The take-home message: April and May are the best months of the year to visit the eastern half of the Columbia River Gorge.

Enough of this overcast, cool and rainy weather. Drive 100 miles and escape for a day.

Although spring is behind schedule in Clark County, the season is in full swing in the lower Deschutes River canyon, where the wildflowers start blooming in late February.

"April and May can be great weather with days in the 70s out here,'' said Dave Splanger, ranger assistant at Oregon's Deschutes River State Recreation Area.

A former railroad grade on the east side of the Deschutes River has been converted into a bike trail, although hikers and some horsemen use it too.

"This is like the only trail that's snowfree and dry,'' Splanger said last week.

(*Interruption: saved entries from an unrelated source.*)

use crate::{
    buffer::BlockBuffer,
    config::{ClientConfig, StreamOpts, DEFAULT_HEAD_REFRESH_INTERVAL},
    error::PortalError,
    head::HeadTracker,
    lines::LineSplitter,
    stream::BlockStream,
    transport::{ReqwestTransport, StreamResponse, Transport},
};
use evm_portal_types::{Block, FieldSelection, Range, RequestPayload, WireRequest};
use futures::StreamExt as _;
use std::{sync::Arc, time::Duration};
use tokio_util::sync::CancellationToken;
use tracing::{debug, error, info, instrument, warn};

/// Client for the portal's finalized-block streaming API (spec §4.5).
///
/// Cheap to clone: the transport is shared behind an `Arc` and the config is
/// plain data.
#[derive(Debug, Clone)]
pub struct PortalClient {
    config: ClientConfig,
    transport: Arc<dyn Transport>,
}

impl PortalClient {
    /// Build a client from `config`, constructing a [`ReqwestTransport`] from
    /// `config.client` (or a fresh `reqwest::Client` if none was given).
    pub fn new(config: ClientConfig) -> Self {
        let client = config.client.clone().unwrap_or_default();
        let transport = Arc::new(ReqwestTransport::new(client, config.request.clone()));
        Self::with_transport(config, transport)
    }

    /// Build a client over an arbitrary [`Transport`] implementation, e.g.
    /// the fake transport from `evm-portal-test-utils`.
    pub fn with_transport(config: ClientConfig, transport: Arc<dyn Transport>) -> Self {
        Self { config, transport }
    }

    /// The portal's current finalized height.
    #[instrument(skip(self))]
    pub async fn get_finalized_height(&self) -> Result<u64, PortalError> {
        let url = self.config.url.join("finalized-stream/height")?;
        Ok(self.transport.get_height(&url).await?)
    }

    /// Drive a single range segment to completion and return its blocks as
    /// one `Vec`, ignoring the streaming/backpressure machinery (spec §4.5,
    /// `get_finalized_batch`). Implemented as a stream with
    /// `stop_on_head = true`, fully drained.
    #[instrument(skip(self, payload, fields), fields(from = range.from, to = ?range.to))]
    pub async fn get_finalized_batch(
        &self,
        range: Range,
        payload: RequestPayload,
        fields: FieldSelection,
    ) -> Result<Vec<Block>, PortalError> {
        let opts = StreamOpts { stop_on_head: true, ..Default::default() };
        let mut stream = self.get_finalized_stream(range, payload, fields, opts);
        let mut blocks = Vec::new();
        while let Some(batch) = stream.next().await {
            blocks.extend(batch?.blocks);
        }
        Ok(blocks)
    }

    /// Start streaming one disjoint range segment (as produced by
    /// [`evm_portal_types::QueryBuilder::build`]) against the portal,
    /// spawning an ingest task that feeds a block buffer and returning a
    /// pull-based [`BlockStream`] in front of it (spec §4.5).
    #[instrument(skip(self, payload, fields), fields(from = range.from, to = ?range.to))]
    pub fn get_finalized_stream(
        &self,
        range: Range,
        payload: RequestPayload,
        fields: FieldSelection,
        opts: StreamOpts,
    ) -> BlockStream {
        let min_bytes = opts.min_bytes.unwrap_or(self.config.min_bytes);
        let max_bytes = opts.max_bytes.unwrap_or(self.config.max_bytes).max(min_bytes);
        let max_idle_time = opts.max_idle_time.unwrap_or(self.config.max_idle_time);
        let max_wait_time = opts.max_wait_time.unwrap_or(self.config.max_wait_time);

        let buffer = Arc::new(BlockBuffer::new(min_bytes, max_bytes));
        let cancel = CancellationToken::new();

        let height_url = self
            .config
            .url
            .join("finalized-stream/height")
            .expect("joining a fixed relative path onto a valid base URL cannot fail");
        let head =
            Arc::new(HeadTracker::new(self.transport.clone(), height_url, DEFAULT_HEAD_REFRESH_INTERVAL));

        let stream_url = self
            .config
            .url
            .join("finalized-stream")
            .expect("joining a fixed relative path onto a valid base URL cannot fail");

        let ingest = Ingest {
            transport: self.transport.clone(),
            url: stream_url,
            buffer: buffer.clone(),
            cancel: cancel.clone(),
            range,
            fields: fields.with_always_selected(),
            payload,
            stop_on_head: opts.stop_on_head,
            max_idle_time,
            max_wait_time,
            head_poll_interval: self.config.head_poll_interval,
        };

        let handle = tokio::spawn(ingest.run());
        BlockStream::new(buffer, head, cancel, handle)
    }
}

/// The ingest actor: one per [`BlockStream`], owning the HTTP/retry/resume
/// loop described in spec §4.5.
struct Ingest {
    transport: Arc<dyn Transport>,
    url: reqwest::Url,
    buffer: Arc<BlockBuffer>,
    cancel: CancellationToken,
    range: Range,
    fields: FieldSelection,
    payload: RequestPayload,
    stop_on_head: bool,
    max_idle_time: Duration,
    max_wait_time: Duration,
    head_poll_interval: Duration,
}

impl Ingest {
    async fn run(self) {
        match self.drive().await {
            Ok(()) => {}
            Err(e) if self.cancel.is_cancelled() => {
                debug!(error = %e, "ingest loop ended by cancellation while an error was in flight");
            }
            Err(e) => {
                error!(error = %e, "finalized stream terminated with a fatal error");
                self.buffer.fail(e);
                return;
            }
        }
        self.buffer.close();
    }

    fn request_body(&self, from_block: u64) -> WireRequest {
        WireRequest {
            kind: Default::default(),
            from_block,
            to_block: self.range.to,
            fields: self.fields.clone(),
            logs: self.payload.logs.clone(),
            transactions: self.payload.transactions.clone(),
            traces: self.payload.traces.clone(),
            state_diffs: self.payload.state_diffs.clone(),
            include_all_blocks: self.payload.include_all_blocks,
        }
    }

    #[instrument(skip_all, fields(url = %self.url, from = self.range.from, to = ?self.range.to))]
    async fn drive(&self) -> Result<(), PortalError> {
        let mut from_block = self.range.from;
        let to_block = self.range.to.unwrap_or(u64::MAX);
        let mut last_seen: Option<u64> = None;

        'requests: while from_block <= to_block {
            if self.cancel.is_cancelled() {
                break;
            }

            let body = self.request_body(from_block);
            let response = tokio::select! {
                biased;
                _ = self.cancel.cancelled() => break 'requests,
                res = self.transport.post_stream(&self.url, &body) => res?,
            };

            let mut body_stream = match response {
                StreamResponse::NoContent => {
                    debug!(from_block, "no data at head yet");
                    if self.stop_on_head {
                        break;
                    }
                    tokio::select! {
                        biased;
                        _ = self.cancel.cancelled() => break 'requests,
                        _ = tokio::time::sleep(self.head_poll_interval) => {}
                    }
                    continue;
                }
                StreamResponse::Ok(body_stream) => body_stream,
            };

            let mut splitter = LineSplitter::new();
            let mut idle_deadline = tokio::time::Instant::now() + self.max_idle_time;
            let mut truncated = false;

            loop {
                let wait_deadline = if self.buffer.is_empty() {
                    tokio::time::Instant::now() + self.max_wait_time
                } else {
                    self.buffer.last_handoff() + self.max_wait_time
                };

                tokio::select! {
                    biased;
                    _ = self.cancel.cancelled() => break 'requests,
                    chunk = body_stream.next() => {
                        match chunk {
                            Some(Ok(bytes)) => {
                                idle_deadline = tokio::time::Instant::now() + self.max_idle_time;
                                let lines = splitter.push(&bytes)?;
                                for line in lines {
                                    if line.is_empty() {
                                        continue;
                                    }
                                    let block: Block = serde_json::from_str(&line)?;
                                    let number = block.number();
                                    if let Some(last) = last_seen {
                                        if number <= last {
                                            return Err(PortalError::OutOfOrder { expected: last + 1, got: number });
                                        }
                                    }
                                    last_seen = Some(number);
                                    let line_len = line.len() as u64 + 1;
                                    if self.buffer.append(block, line_len) {
                                        debug!(bytes = self.buffer.bytes(), "min_bytes crossed; buffer ready");
                                    }
                                    from_block = number + 1;
                                }
                                if self.buffer.over_high_water() {
                                    debug!(bytes = self.buffer.bytes(), "backpressure engaged");
                                    self.buffer.force_ready();
                                    tokio::select! {
                                        biased;
                                        _ = self.cancel.cancelled() => break 'requests,
                                        _ = self.buffer.wait_for_space() => {
                                            debug!("backpressure released");
                                        }
                                    }
                                }
                            }
                            Some(Err(e)) if e.is_transient() => {
                                warn!(error = %e, from_block, "transient body-read error; resuming");
                                truncated = true;
                                break;
                            }
                            Some(Err(e)) => return Err(e.into()),
                            None => {
                                debug!(from_block, "response body ended");
                                if let Some(line) = splitter.finish()? {
                                    if !line.is_empty() {
                                        let block: Block = serde_json::from_str(&line)?;
                                        let number = block.number();
                                        if let Some(last) = last_seen {
                                            if number <= last {
                                                return Err(PortalError::OutOfOrder { expected: last + 1, got: number });
                                            }
                                        }
                                        last_seen = Some(number);
                                        let line_len = line.len() as u64;
                                        if self.buffer.append(block, line_len) {
                                            debug!(bytes = self.buffer.bytes(), "min_bytes crossed; buffer ready");
                                        }
                                        from_block = number + 1;
                                    }
                                }
                                break;
                            }
                        }
                    }
                    _ = tokio::time::sleep_until(idle_deadline) => {
                        self.buffer.force_ready();
                        idle_deadline = tokio::time::Instant::now() + self.max_idle_time;
                    }
                    _ = tokio::time::sleep_until(wait_deadline) => {
                        self.buffer.force_ready();
                    }
                }
            }

            self.buffer.force_ready();
            if truncated {
                info!(from_block, "reissuing request after truncation");
            }
        }

        Ok(())
    }
}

Mountain bike riders can begin at the park entrance and follow the river for 17 miles on the old railroad grade. The path is wide and mostly dirt, except for compact gravel in places.

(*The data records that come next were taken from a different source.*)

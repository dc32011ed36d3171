//! Stream finalized blocks from a portal to stdout.
//!
//! ```text
//! cargo run -p evm-portal-client --example stream_blocks -- \
//!     --url https://portal.example --from-block 21000000
//! ```

use clap::Parser;
use evm_portal_client::{ClientConfig, PortalClient, StreamOpts};
use evm_portal_types::{FieldSelection, QueryBuilder, Range, RequestPayload};

#[derive(Debug, Parser)]
struct Args {
    /// Base URL of the portal service.
    #[arg(long)]
    url: url::Url,
    /// First block number to stream.
    #[arg(long, default_value_t = 0)]
    from_block: u64,
    /// Last block number to stream, inclusive; omit to stream to the head.
    #[arg(long)]
    to_block: Option<u64>,
    /// Stop once the stream catches up to the finalized head instead of polling.
    #[arg(long)]
    stop_on_head: bool,
}

#[tokio::main]
async fn main() -> eyre::Result<()> {
    tracing_subscriber::fmt()
        .with_env_filter(tracing_subscriber::filter::EnvFilter::from_default_env())
        .init();

    let args = Args::parse();

    let client = PortalClient::new(ClientConfig::new(args.url));
    let height = client.get_finalized_height().await?;
    println!("portal finalized height: {height}");

    let mut builder = QueryBuilder::new();
    let range = Range::new(args.from_block, args.to_block)?;
    builder.set_range(range);
    let query = builder.build();
    let fields = FieldSelection::new();

    let Some((range, _)) = query.per_range_requests.into_iter().next() else {
        println!("empty range, nothing to stream");
        return Ok(());
    };

    let opts = StreamOpts { stop_on_head: args.stop_on_head, ..Default::default() };
    let mut stream = client.get_finalized_stream(range, RequestPayload::default(), fields, opts);

    while let Some(batch) = stream.next().await {
        let batch = batch?;
        for block in &batch.blocks {
            println!(
                "block {} hash={} (finalized_head={})",
                block.header.number, block.header.hash, batch.finalized_head.number
            );
        }
    }

    Ok(())
}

Larson and his wife, Linda, camped Friday through Tuesday at the park.

"I used to run here,'' he said of the railroad grade-bike path. "It's a great surface to run on.''

The park offers a semi-loop hike of 4 to 7 miles by combining a trail along the edge of the Deschutes, the bike route and Ferry Springs trail, a 1.7-mile side trail that climbs about 500 feet in elevation to spring.

To make the hike, enter the park and drive to the southernmost parking area. Day-use parking is free. Walk .16 mile through a grassy area to the trailhead sign and follow the arrow for "River Trail.''

The River Trail, a mid-slope trail, and the bike trail all parallel each other heading up the Deschutes River. Follow the River Trail for 2 to 3 miles, then take one of the several connecting paths up the slope to the bike route.

Head back downstream on the bike route. A no-biking sign on a trail heading east and up the hill marks the south junction with the Ferry Springs trail.

Ferry Springs trail climbs almost 500 feet elevation in .66 mile to the springs, then follows an old stagecoach route down to the bike path. Once at the bike path, it's a little less than a half mile back to the parking lot.

Larson said he has ridden the entire bike route, once getting a flat tire 15 miles away from the park.

Splanger said camping use of the state park ramps up beginning Memorial Day weekend, with the unofficial start of summer.

"The heaviest usage is mid-July, August, September even into the first couple weeks of October during the summer steelhead season,'' he said.

The majority of the trail use is fishermen, followed by mountain bike riders, he added.

Heritage Landing on the west side of the Deschutes River mouth is a popular launch for jetboats. The boats are allowed on the lower Deschutes most of the year.

The lower two miles of the river is a pass-through zone for boaters. This provides fishing opportunity for bank anglers.

Splanger said camping allow is not allowed in the first two miles up the trail.

Horseback riding is allowed only in March through June, with only 10 horses per day allowed on the trail. Reservations are made by calling Reservations Northwest at 1-800-452-5687.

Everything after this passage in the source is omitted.